As I was filling out my absentee ballot for the June primary, my thoughts wandered to the many absentee legislators who have somehow failed to lead California back to the Promised Land and…. Well don't get me started. Just please vote. The two propositions on the ballot, one could argue, may not affect Carlsbad businesses.
On the other hand, both are significant enough in impact to affect legislative priorities (Prop. 28) and those who profit from the tobacco industry, all of whom are not the devil (Prop. 29). So that makes them our business.
As usual, it is your job to separate the chaff from the wheat, which often requires seeing through somewhat specious for-and-against arguments that usually accompany propositions.
Here's a bit of a cheat sheet for you. Also, read your voter information guide to see if you agree with descriptors like "scam" and "flawed." It's a tough assignment, but you can do it!
Prop. 28, "reduces total amount of time a person may serve in the state legislature from 14 years to 12 years," and allows 12 years of service in one house.
The only people caught up in this will be those elected after the measure is passed (if it is). Every other assemblyman or state legislator is governed by the term limit rules in force since 1990, which allows them to spend six years in the assembly and eight years in the senate. But if they fill a partial-term vacancy, they can spend as long as 17 years in office.
Supporters point out that no one will be able to serve more than a total of 12 years. But they can spend that time in one house or the other or both and there is no partial-term loophole.
Opponents to this measure say that it will actually increase people's time in office, saying in rebuttal, "members of the State Assembly will actually have their time in office doubled and State Senators their time increased by 50 percent."
Well, call me dumb (others have) but I don't get that. If one chooses to spend his or her full time in one chamber, then he or she can do so, meaning that the time spent in that chamber is greater than allowed before. That's not the same as exceeding the 12-year limit.

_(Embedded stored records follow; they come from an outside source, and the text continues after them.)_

//! Cloudinary media store.
//!
//! Two modes share one transport:
//!
//! - **Signed** (server side): requests carry the API key, a timestamp and a
//!   SHA-256 signature over the sorted parameters. The account must be set
//!   to the SHA-256 signature algorithm. Supports [`remove`](MediaStore::remove).
//! - **Unsigned** (client side): requests name a public upload preset and
//!   carry no secret. Deletes are not possible in this mode.

use std::time::Duration;

use aidy_core::media::MediaKind;
use async_trait::async_trait;
use reqwest::multipart::{Form, Part};
use serde::Deserialize;
use sha2::{Digest, Sha256};

use crate::error::MediaError;
use crate::store::{MediaStore, MediaUpload, StoredMedia};

/// Public Cloudinary API root.
pub const DEFAULT_API_BASE: &str = "https://api.cloudinary.com/v1_1";

/// Upper bound for a single upload request; videos can be large.
const REQUEST_TIMEOUT: Duration = Duration::from_secs(120);

// ---------------------------------------------------------------------------
// Configuration
// ---------------------------------------------------------------------------

/// How requests are authorized.
#[derive(Debug, Clone)]
pub enum CloudinaryAuth {
    Signed { api_key: String, api_secret: String },
    Unsigned { upload_preset: String },
}

/// Media store backed by the Cloudinary upload API.
pub struct CloudinaryStore {
    client: reqwest::Client,
    api_base: String,
    cloud_name: String,
    folder: Option<String>,
    auth: CloudinaryAuth,
}

// ---------------------------------------------------------------------------
// Wire types
// ---------------------------------------------------------------------------

#[derive(Debug, Deserialize)]
struct UploadResponse {
    secure_url: String,
    #[serde(default)]
    resource_type: Option<String>,
}

#[derive(Debug, Deserialize)]
struct DestroyResponse {
    result: String,
}

#[derive(Debug, Deserialize)]
struct ErrorBody {
    error: ErrorDetail,
}

#[derive(Debug, Deserialize)]
struct ErrorDetail {
    message: String,
}

// ---------------------------------------------------------------------------
// Store
// ---------------------------------------------------------------------------

impl CloudinaryStore {
    pub fn new(
        cloud_name: impl Into<String>,
        folder: Option<String>,
        auth: CloudinaryAuth,
    ) -> Result<Self, MediaError> {
        let client = reqwest::Client::builder().timeout(REQUEST_TIMEOUT).build()?;
        Ok(Self {
            client,
            api_base: DEFAULT_API_BASE.to_string(),
            cloud_name: cloud_name.into(),
            folder: folder.filter(|f| !f.is_empty()),
            auth,
        })
    }

    /// Point the store at a different API root (used by tests).
    pub fn with_api_base(mut self, api_base: impl Into<String>) -> Self {
        self.api_base = api_base.into().trim_end_matches('/').to_string();
        self
    }

    fn endpoint(&self, resource_type: &str, action: &str) -> String {
        format!(
            "{}/{}/{resource_type}/{action}",
            self.api_base, self.cloud_name
        )
    }

    /// Add authorization fields to `params` (already holding the operation's
    /// own parameters) and return the full list of text fields to send.
    fn authorize(&self, mut params: Vec<(String, String)>) -> Vec<(String, String)> {
        match &self.auth {
            CloudinaryAuth::Signed {
                api_key,
                api_secret,
            } => {
                params.push((
                    "timestamp".into(),
                    chrono::Utc::now().timestamp().to_string(),
                ));
                let signature = sign(&params, api_secret);
                params.push(("api_key".into(), api_key.clone()));
                params.push(("signature".into(), signature));
            }
            CloudinaryAuth::Unsigned { upload_preset } => {
                params.push(("upload_preset".into(), upload_preset.clone()));
            }
        }
        params
    }

    async fn post(&self, url: &str, form: Form) -> Result<reqwest::Response, MediaError> {
        let response = self.client.post(url).multipart(form).send().await?;
        let status = response.status();
        if status.is_success() {
            return Ok(response);
        }

        let text = response.text().await.unwrap_or_default();
        let message = serde_json::from_str::<ErrorBody>(&text)
            .map(|body| body.error.message)
            .unwrap_or_else(|_| format!("Media host returned HTTP {}", status.as_u16()));
        Err(MediaError::HttpStatus {
            status: status.as_u16(),
            message,
        })
    }
}

#[async_trait]
impl MediaStore for CloudinaryStore {
    fn name(&self) -> &'static str {
        "cloudinary"
    }

    async fn put(&self, upload: MediaUpload) -> Result<StoredMedia, MediaError> {
        let kind = upload.kind();

        let mut params = Vec::new();
        if let Some(folder) = &self.folder {
            params.push(("folder".to_string(), folder.clone()));
        }
        let fields = self.authorize(params);

        let mut part = Part::bytes(upload.bytes).file_name(upload.file_name);
        if let Some(ct) = upload.content_type.as_deref() {
            part = part.mime_str(ct)?;
        }
        let mut form = Form::new().part("file", part);
        for (key, value) in fields {
            form = form.text(key, value);
        }

        let url = self.endpoint(kind.resource_type(), "upload");
        let body: UploadResponse = self
            .post(&url, form)
            .await?
            .json()
            .await
            .map_err(|e| MediaError::InvalidResponse(e.to_string()))?;

        let kind = match body.resource_type.as_deref() {
            Some("video") => MediaKind::Video,
            Some("image") => MediaKind::Image,
            _ => kind,
        };
        Ok(StoredMedia {
            url: body.secure_url,
            kind,
        })
    }

    async fn remove(&self, url: &str) -> Result<(), MediaError> {
        if matches!(self.auth, CloudinaryAuth::Unsigned { .. }) {
            return Err(MediaError::Unsupported("unsigned cloudinary uploads"));
        }

        let asset = parse_delivery_url(url, &self.cloud_name)
            .ok_or_else(|| MediaError::NotManaged(url.to_string()))?;

        let fields = self.authorize(vec![("public_id".into(), asset.public_id)]);
        let mut form = Form::new();
        for (key, value) in fields {
            form = form.text(key, value);
        }

        let endpoint = self.endpoint(&asset.resource_type, "destroy");
        let body: DestroyResponse = self
            .post(&endpoint, form)
            .await?
            .json()
            .await
            .map_err(|e| MediaError::InvalidResponse(e.to_string()))?;

        match body.result.as_str() {
            "ok" | "not found" => Ok(()),
            other => Err(MediaError::InvalidResponse(format!(
                "unexpected destroy result '{other}'"
            ))),
        }
    }
}

// ---------------------------------------------------------------------------
// Helpers
// ---------------------------------------------------------------------------

/// SHA-256 request signature: `k1=v1&k2=v2...` sorted by key, then the secret.
pub fn sign(params: &[(String, String)], api_secret: &str) -> String {
    let mut sorted: Vec<_> = params.iter().collect();
    sorted.sort_by(|a, b| a.0.cmp(&b.0));

    let joined = sorted
        .iter()
        .map(|(k, v)| format!("{k}={v}"))
        .collect::<Vec<_>>()
        .join("&");

    let digest = Sha256::digest(format!("{joined}{api_secret}").as_bytes());
    format!("{digest:x}")
}

/// Identity of a stored asset, recovered from its delivery URL.
#[derive(Debug, Clone, PartialEq, Eq)]
pub struct DeliveredAsset {
    pub resource_type: String,
    pub public_id: String,
}

/// Parse `https://res.cloudinary.com/{cloud}/{type}/upload/[...]/v123/{id}.{ext}`.
///
/// Returns `None` for URLs of another cloud or without an `/upload/` segment.
pub fn parse_delivery_url(url: &str, cloud_name: &str) -> Option<DeliveredAsset> {
    let path = url.split(['?', '#']).next()?;
    let marker = format!("/{cloud_name}/");
    let (_, after_cloud) = path.split_once(&marker)?;

    let mut segments = after_cloud.split('/');
    let resource_type = segments.next()?.to_string();
    if segments.next()? != "upload" {
        return None;
    }

    let rest: Vec<&str> = segments.collect();
    let start = rest
        .iter()
        .position(|s| is_version_segment(s))
        .map(|i| i + 1)
        .unwrap_or(0);
    let id_segments = &rest[start..];
    let (last, dirs) = id_segments.split_last()?;

    let file_stem = last.rsplit_once('.').map(|(stem, _)| stem).unwrap_or(last);
    if file_stem.is_empty() {
        return None;
    }

    let mut public_id = dirs.join("/");
    if !public_id.is_empty() {
        public_id.push('/');
    }
    public_id.push_str(file_stem);

    Some(DeliveredAsset {
        resource_type,
        public_id,
    })
}

fn is_version_segment(segment: &str) -> bool {
    segment.len() > 1
        && segment.starts_with('v')
        && segment[1..].chars().all(|c| c.is_ascii_digit())
}

#[cfg(test)]
mod tests {
    use super::*;

    #[test]
    fn signature_sorts_parameters_and_appends_secret() {
        let params = vec![
            ("timestamp".to_string(), "1700000000".to_string()),
            ("folder".to_string(), "aidy-portfolio".to_string()),
        ];
        // sha256("folder=aidy-portfolio&timestamp=1700000000secret")
        assert_eq!(
            sign(&params, "secret"),
            "22b3a1bc02f2b9e5be965edf6568bd07a61b8c89482b040d748ab0f37a27a5f4"
        );
    }

    #[test]
    fn parses_versioned_url_with_folder() {
        let asset = parse_delivery_url(
            "https://res.cloudinary.com/demo/image/upload/v1712345678/aidy-portfolio/abc123.jpg",
            "demo",
        )
        .unwrap();
        assert_eq!(asset.resource_type, "image");
        assert_eq!(asset.public_id, "aidy-portfolio/abc123");
    }

    #[test]
    fn skips_transformations_before_version() {
        let asset = parse_delivery_url(
            "https://res.cloudinary.com/demo/video/upload/c_fill,w_300/v1/clips/tour.mp4?x=1",
            "demo",
        )
        .unwrap();
        assert_eq!(asset.resource_type, "video");
        assert_eq!(asset.public_id, "clips/tour");
    }

    #[test]
    fn unversioned_url_uses_whole_path() {
        let asset =
            parse_delivery_url("https://res.cloudinary.com/demo/image/upload/sample.png", "demo")
                .unwrap();
        assert_eq!(asset.public_id, "sample");
    }

    #[test]
    fn foreign_urls_are_rejected() {
        assert!(parse_delivery_url("https://res.cloudinary.com/other/image/upload/a.jpg", "demo").is_none());
        assert!(parse_delivery_url("/uploads/a.jpg", "demo").is_none());
        assert!(parse_delivery_url("https://res.cloudinary.com/demo/image/fetch/a.jpg", "demo").is_none());
    }

    #[tokio::test]
    async fn unsigned_store_cannot_remove() {
        let store = CloudinaryStore::new(
            "demo",
            None,
            CloudinaryAuth::Unsigned {
                upload_preset: "public".into(),
            },
        )
        .unwrap();
        let result = store
            .remove("https://res.cloudinary.com/demo/image/upload/v1/a.jpg")
            .await;
        assert!(matches!(result, Err(MediaError::Unsupported(_))));
    }
}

More salient to your decision is probably whether or not you like the idea of term limits in the first place as a house-cleaning strategy, or whether you think they result in losing valuable institutional knowledge when legislators are termed out.
Prop. 29 adds a five-cent tax on each cigarette distributed ($1 per pack) to fund cancer research and, "other specified purposes." Have any of you other non-smokers noticed that a pack goes for more than five bucks these days? You could have bought a couple of cartons for that money when I was a kid trying out a Lucky Strike in the alley behind my home.
Opponents are waging a major advertising campaign. Two of the main themes are that this research money may not stay in California (shame on you other 49 states for doing cancer research!) and that the measure establishes a 12-person oversight committee, including a pack (if you will excuse the expression) of political appointees.
Most can probably agree, "Who needs another committee?" This one gets to spend $15 million a year in the "committee account," probably administration. Opponents also say that the measure, "provides no new funds to treat cancer patients." That could be true, since the money is for research.
Supporters counter that, "Every word you just read (in the ballot argument against Prop. 29) was from a campaign bought and paid for by the tobacco companies." (Have we ever heard of that happening before?)
Here again, non-smokers might find this an easy vote. But it is interesting to examine both sides. If in the end you think the opposition's arguments don't pass the sniff test, it might be second-hand smoke.